In June of 2015, CHA received one of the largest RAD awards in the country, obtaining a portfolio award for 10,937 units. To date CHA has converted more than 5,000 residential units across 28 transactions. CHA has been able to forge new partnerships with lenders and investors, garnering additional private funds for improving properties in their portfolio and delivering new mixed-income housing across the City to accomplish RAD and MTW goals. Across Chicago’s 28 closed RAD transactions, the Housing Authority will perform $456 million in hard construction.

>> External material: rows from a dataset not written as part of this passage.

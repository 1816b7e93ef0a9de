use crate::config::types::{
    Config, CredentialsConfig, DispatcherConfig, OutputConfig, RetryConfig, SourceConfig,
    SummarizerConfig, UserAgentConfig,
};
use crate::ConfigError;
use url::Url;

/// Validates the entire configuration
pub fn validate(config: &Config) -> Result<(), ConfigError> {
    validate_source_config(&config.source)?;
    validate_dispatcher_config(&config.dispatcher)?;
    validate_retry_config(&config.retry)?;
    validate_credentials_config(&config.credentials)?;
    validate_summarizer_config(&config.summarizer)?;
    validate_output_config(&config.output)?;
    validate_user_agent_config(&config.user_agent)?;
    Ok(())
}

/// Validates the page source configuration
fn validate_source_config(config: &SourceConfig) -> Result<(), ConfigError> {
    if config.seeds.is_empty() && config.sitemap.is_none() {
        return Err(ConfigError::Validation(
            "source needs at least one seed URL or a sitemap".to_string(),
        ));
    }

    for seed in &config.seeds {
        validate_http_url(seed, "seed URL")?;
    }

    if let Some(sitemap) = &config.sitemap {
        validate_http_url(sitemap, "sitemap URL")?;
    }

    if let Some(pattern) = &config.pattern {
        validate_pattern(pattern)?;
    }

    if config.buffer_size < 1 {
        return Err(ConfigError::Validation(
            "buffer_size must be >= 1".to_string(),
        ));
    }

    Ok(())
}

/// Validates dispatcher configuration
fn validate_dispatcher_config(config: &DispatcherConfig) -> Result<(), ConfigError> {
    if config.max_concurrent_jobs < 1 || config.max_concurrent_jobs > 100 {
        return Err(ConfigError::Validation(format!(
            "max_concurrent_jobs must be between 1 and 100, got {}",
            config.max_concurrent_jobs
        )));
    }

    Ok(())
}

/// Validates retry configuration
fn validate_retry_config(config: &RetryConfig) -> Result<(), ConfigError> {
    if config.max_attempts < 1 {
        return Err(ConfigError::Validation(format!(
            "max_attempts must be >= 1, got {}",
            config.max_attempts
        )));
    }

    if config.base_delay_secs < 1 {
        return Err(ConfigError::Validation(
            "base_delay_secs must be >= 1".to_string(),
        ));
    }

    if config.min_delay_secs < 1 {
        return Err(ConfigError::Validation(
            "min_delay_secs must be >= 1".to_string(),
        ));
    }

    if config.min_delay_secs > config.max_delay_secs {
        return Err(ConfigError::Validation(format!(
            "min_delay_secs ({}) cannot exceed max_delay_secs ({})",
            config.min_delay_secs, config.max_delay_secs
        )));
    }

    Ok(())
}

/// Validates credential pool configuration
fn validate_credentials_config(config: &CredentialsConfig) -> Result<(), ConfigError> {
    if config.env_prefix.is_empty() {
        return Err(ConfigError::Validation(
            "env_prefix cannot be empty".to_string(),
        ));
    }

    if config.cooldown_secs < 1 {
        return Err(ConfigError::Validation(
            "cooldown_secs must be >= 1".to_string(),
        ));
    }

    Ok(())
}

/// Validates summarizer configuration
fn validate_summarizer_config(config: &SummarizerConfig) -> Result<(), ConfigError> {
    validate_http_url(&config.endpoint, "summarizer endpoint")?;

    if config.model.trim().is_empty() {
        return Err(ConfigError::Validation("model cannot be empty".to_string()));
    }

    if config.timeout_secs < 1 {
        return Err(ConfigError::Validation(
            "timeout_secs must be >= 1".to_string(),
        ));
    }

    Ok(())
}

/// Validates output configuration
fn validate_output_config(config: &OutputConfig) -> Result<(), ConfigError> {
    if config.directory.is_empty() {
        return Err(ConfigError::Validation(
            "output directory cannot be empty".to_string(),
        ));
    }

    if !config.strip_prefix.is_empty() && !config.strip_prefix.starts_with('/') {
        return Err(ConfigError::Validation(format!(
            "strip_prefix must start with '/', got '{}'",
            config.strip_prefix
        )));
    }

    Ok(())
}

/// Validates user agent configuration
fn validate_user_agent_config(config: &UserAgentConfig) -> Result<(), ConfigError> {
    if config.crawler_name.is_empty() {
        return Err(ConfigError::Validation(
            "crawler_name cannot be empty".to_string(),
        ));
    }

    if !config
        .crawler_name
        .chars()
        .all(|c| c.is_alphanumeric() || c == '-')
    {
        return Err(ConfigError::Validation(format!(
            "crawler_name must contain only alphanumeric characters and hyphens, got '{}'",
            config.crawler_name
        )));
    }

    if let Some(contact_url) = &config.contact_url {
        Url::parse(contact_url)
            .map_err(|e| ConfigError::InvalidUrl(format!("Invalid contact_url: {}", e)))?;
    }

    Ok(())
}

/// Validates that a string is an absolute HTTP(S) URL
fn validate_http_url(raw: &str, what: &str) -> Result<(), ConfigError> {
    let url = Url::parse(raw)
        .map_err(|e| ConfigError::InvalidUrl(format!("Invalid {} '{}': {}", what, raw, e)))?;

    if url.scheme() != "http" && url.scheme() != "https" {
        return Err(ConfigError::InvalidUrl(format!(
            "{} '{}' must use HTTP or HTTPS",
            what, raw
        )));
    }

    Ok(())
}

/// Validates a URL glob pattern
fn validate_pattern(pattern: &str) -> Result<(), ConfigError> {
    if pattern.is_empty() {
        return Err(ConfigError::InvalidPattern(
            "URL pattern cannot be empty".to_string(),
        ));
    }

    if pattern.chars().any(char::is_whitespace) {
        return Err(ConfigError::InvalidPattern(format!(
            "URL pattern '{}' cannot contain whitespace",
            pattern
        )));
    }

    Ok(())
}
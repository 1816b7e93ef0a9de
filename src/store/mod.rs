//! Output store for condensed pages
//!
//! This module handles everything that touches the output directory:
//! - Deterministic URL → filename mapping
//! - The existence + size idempotency gate
//! - Serialized writes of `# <url>\n\n<body>` records

mod filename;
mod output_store;

pub use filename::{derive_filename, EXTENSION, ROOT_NAME};
pub use output_store::{
    format_record, OutputStore, DEFAULT_MIN_CONTENT_CHARS, DEFAULT_STRIP_PREFIX,
};

use std::path::PathBuf;
use thiserror::Error;

/// Errors that can occur while writing output
#[derive(Debug, Error)]
pub enum StoreError {
    #[error("Output directory missing or not writable: {0}")]
    OutputDir(String),

    #[error("IO error on {}: {source}", .path.display())]
    Io {
        path: PathBuf,
        source: std::io::Error,
    },
}

/// Result type for store operations
pub type StoreResult<T> = Result<T, StoreError>;
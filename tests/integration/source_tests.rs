//! Page source against a mock documentation site

use doc_digest::config::SourceConfig;
use doc_digest::source::{PageSource, SourceError};
use doc_digest::CrawlResult;
use wiremock::matchers::{method, path};
use wiremock::{Mock, MockServer, ResponseTemplate};

fn html(body: &str) -> ResponseTemplate {
    ResponseTemplate::new(200).set_body_raw(
        format!("<html><head><title>Docs</title></head><body>{}</body></html>", body),
        "text/html",
    )
}

async fn mount_page(server: &MockServer, page_path: &str, body: &str) {
    Mock::given(method("GET"))
        .and(path(page_path))
        .respond_with(html(body))
        .mount(server)
        .await;
}

fn source_config(seeds: Vec<String>) -> SourceConfig {
    SourceConfig {
        seeds,
        sitemap: None,
        pattern: None,
        max_depth: 0,
        buffer_size: 4,
    }
}

async fn collect(config: SourceConfig) -> Vec<CrawlResult> {
    let source = PageSource::new(reqwest::Client::new(), &config).unwrap();
    let mut rx = source.start().await.unwrap();

    let mut results = Vec::new();
    while let Some(result) = rx.recv().await {
        results.push(result);
    }
    results
}

fn urls(results: &[CrawlResult]) -> Vec<String> {
    results.iter().map(|r| r.url.clone()).collect()
}

#[tokio::test]
async fn test_seed_is_rendered() {
    let server = MockServer::start().await;
    mount_page(
        &server,
        "/docs/intro",
        "<main><h1>Intro</h1><p>Welcome to the docs.</p><pre>cargo add foo</pre></main>",
    )
    .await;

    let results = collect(source_config(vec![format!("{}/docs/intro", server.uri())])).await;

    assert_eq!(results.len(), 1);
    assert_eq!(results[0].url, format!("{}/docs/intro", server.uri()));
    let markdown = &results[0].markdown;
    assert!(markdown.contains("Intro"));
    assert!(markdown.contains("Welcome to the docs."));
    assert!(markdown.contains("cargo add foo"));
    assert!(!markdown.contains("<main>"));
}

#[tokio::test]
async fn test_depth_zero_does_not_follow_links() {
    let server = MockServer::start().await;
    mount_page(&server, "/docs/a", r#"<p>A</p><a href="/docs/b">B</a>"#).await;
    mount_page(&server, "/docs/b", "<p>B</p>").await;

    let results = collect(source_config(vec![format!("{}/docs/a", server.uri())])).await;

    assert_eq!(urls(&results), vec![format!("{}/docs/a", server.uri())]);
}

#[tokio::test]
async fn test_breadth_first_follows_in_scope_links() {
    let server = MockServer::start().await;
    mount_page(
        &server,
        "/docs/index",
        r##"<p>Index</p>
            <a href="/docs/a">A</a>
            <a href="/docs/b#section">B</a>
            <a href="/blog/post">Blog</a>
            <a href="https://elsewhere.example/docs/x">External</a>"##,
    )
    .await;
    mount_page(
        &server,
        "/docs/a",
        r#"<p>A</p><a href="/docs/index">Back</a><a href="/docs/deep">Deep</a>"#,
    )
    .await;
    mount_page(&server, "/docs/b", "<p>B</p>").await;
    mount_page(&server, "/docs/deep", "<p>Deep</p>").await;
    mount_page(&server, "/blog/post", "<p>Blog</p>").await;

    let mut config = source_config(vec![format!("{}/docs/index", server.uri())]);
    config.pattern = Some("*/docs/*".to_string());
    config.max_depth = 1;

    let results = collect(config).await;

    assert_eq!(
        urls(&results),
        vec![
            format!("{}/docs/index", server.uri()),
            format!("{}/docs/a", server.uri()),
            format!("{}/docs/b", server.uri()),
        ]
    );
}

#[tokio::test]
async fn test_sitemap_entries_are_added() {
    let server = MockServer::start().await;
    let sitemap = format!(
        r#"<?xml version="1.0" encoding="UTF-8"?>
<urlset xmlns="http://www.sitemaps.org/schemas/sitemap/0.9">
  <url><loc>{uri}/docs/a</loc></url>
  <url><loc>{uri}/docs/b</loc></url>
  <url><loc>{uri}/about</loc></url>
</urlset>"#,
        uri = server.uri()
    );
    Mock::given(method("GET"))
        .and(path("/sitemap.xml"))
        .respond_with(ResponseTemplate::new(200).set_body_raw(sitemap, "application/xml"))
        .mount(&server)
        .await;
    mount_page(&server, "/docs/a", "<p>A</p>").await;
    mount_page(&server, "/docs/b", "<p>B</p>").await;
    mount_page(&server, "/about", "<p>About</p>").await;

    let mut config = source_config(vec![]);
    config.sitemap = Some(format!("{}/sitemap.xml", server.uri()));
    config.pattern = Some("*/docs/*".to_string());

    let results = collect(config).await;

    assert_eq!(
        urls(&results),
        vec![
            format!("{}/docs/a", server.uri()),
            format!("{}/docs/b", server.uri()),
        ]
    );
}

#[tokio::test]
async fn test_missing_sitemap_falls_back_to_seeds() {
    let server = MockServer::start().await;
    Mock::given(method("GET"))
        .and(path("/sitemap.xml"))
        .respond_with(ResponseTemplate::new(404))
        .mount(&server)
        .await;
    mount_page(&server, "/docs/a", "<p>A</p>").await;

    let mut config = source_config(vec![format!("{}/docs/a", server.uri())]);
    config.sitemap = Some(format!("{}/sitemap.xml", server.uri()));

    let results = collect(config).await;
    assert_eq!(results.len(), 1);
}

#[tokio::test]
async fn test_missing_sitemap_without_seeds_fails_to_start() {
    let server = MockServer::start().await;
    Mock::given(method("GET"))
        .and(path("/sitemap.xml"))
        .respond_with(ResponseTemplate::new(404))
        .mount(&server)
        .await;

    let mut config = source_config(vec![]);
    config.sitemap = Some(format!("{}/sitemap.xml", server.uri()));
    let source = PageSource::new(reqwest::Client::new(), &config).unwrap();

    let err = source.start().await.unwrap_err();
    assert!(matches!(err, SourceError::Sitemap { .. }));
    assert!(err.to_string().contains("HTTP 404"));
}

#[tokio::test]
async fn test_sitemap_without_in_scope_entries_fails_to_start() {
    let server = MockServer::start().await;
    let sitemap = format!(
        r#"<urlset><url><loc>{uri}/blog/post</loc></url></urlset>"#,
        uri = server.uri()
    );
    Mock::given(method("GET"))
        .and(path("/sitemap.xml"))
        .respond_with(ResponseTemplate::new(200).set_body_raw(sitemap, "application/xml"))
        .mount(&server)
        .await;

    let mut config = source_config(vec![]);
    config.sitemap = Some(format!("{}/sitemap.xml", server.uri()));
    config.pattern = Some("*/docs/*".to_string());
    let source = PageSource::new(reqwest::Client::new(), &config).unwrap();

    assert!(matches!(
        source.start().await,
        Err(SourceError::Sitemap { .. })
    ));
}

#[tokio::test]
async fn test_failed_pages_are_skipped() {
    let server = MockServer::start().await;
    Mock::given(method("GET"))
        .and(path("/docs/missing"))
        .respond_with(ResponseTemplate::new(404))
        .mount(&server)
        .await;
    Mock::given(method("GET"))
        .and(path("/docs/data.json"))
        .respond_with(ResponseTemplate::new(200).set_body_raw("{}", "application/json"))
        .mount(&server)
        .await;
    mount_page(&server, "/docs/empty", "<script>app()</script>").await;
    mount_page(&server, "/docs/ok", "<p>Fine</p>").await;

    let results = collect(source_config(vec![
        format!("{}/docs/missing", server.uri()),
        format!("{}/docs/data.json", server.uri()),
        format!("{}/docs/empty", server.uri()),
        format!("{}/docs/ok", server.uri()),
    ]))
    .await;

    assert_eq!(urls(&results), vec![format!("{}/docs/ok", server.uri())]);
}

#[tokio::test]
async fn test_dropped_receiver_stops_source() {
    let server = MockServer::start().await;
    mount_page(&server, "/docs/a", "<p>A</p>").await;

    let config = source_config(vec![format!("{}/docs/a", server.uri())]);
    let source = PageSource::new(reqwest::Client::new(), &config).unwrap();
    let rx = source.start().await.unwrap();
    drop(rx);

    // Nothing to assert beyond the producer task not panicking
    tokio::time::sleep(std::time::Duration::from_millis(100)).await;
}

Nine of these transactions used 4% or 9% Low Income Housing Tax Credits (LIHTC), totaling $196M in total private sector equity, and seven transactions consist of new construction, which will give residents a brand-new home.

Reinvesting in Senior Wellbeing—Fannie Emanuel

Formerly known as Parkview apartments, Fannie Emanuel is a 181-unit senior apartment building. This property was CHA’s first RAD conversion and part of their plan to modernize their senior properties, many of which are outdated, inefficient, and need improvements in accessibility to improve the wellbeing of senior residents. Due to the age of Parkview’s mechanical systems, a total redevelopment of the building was settled on as the best course of action. The new Fannie Emanuel apartment complex received much needed interior demolitions, extensive site improvements, new heating and electrical systems, new elevators and stairways, and asbestos removal.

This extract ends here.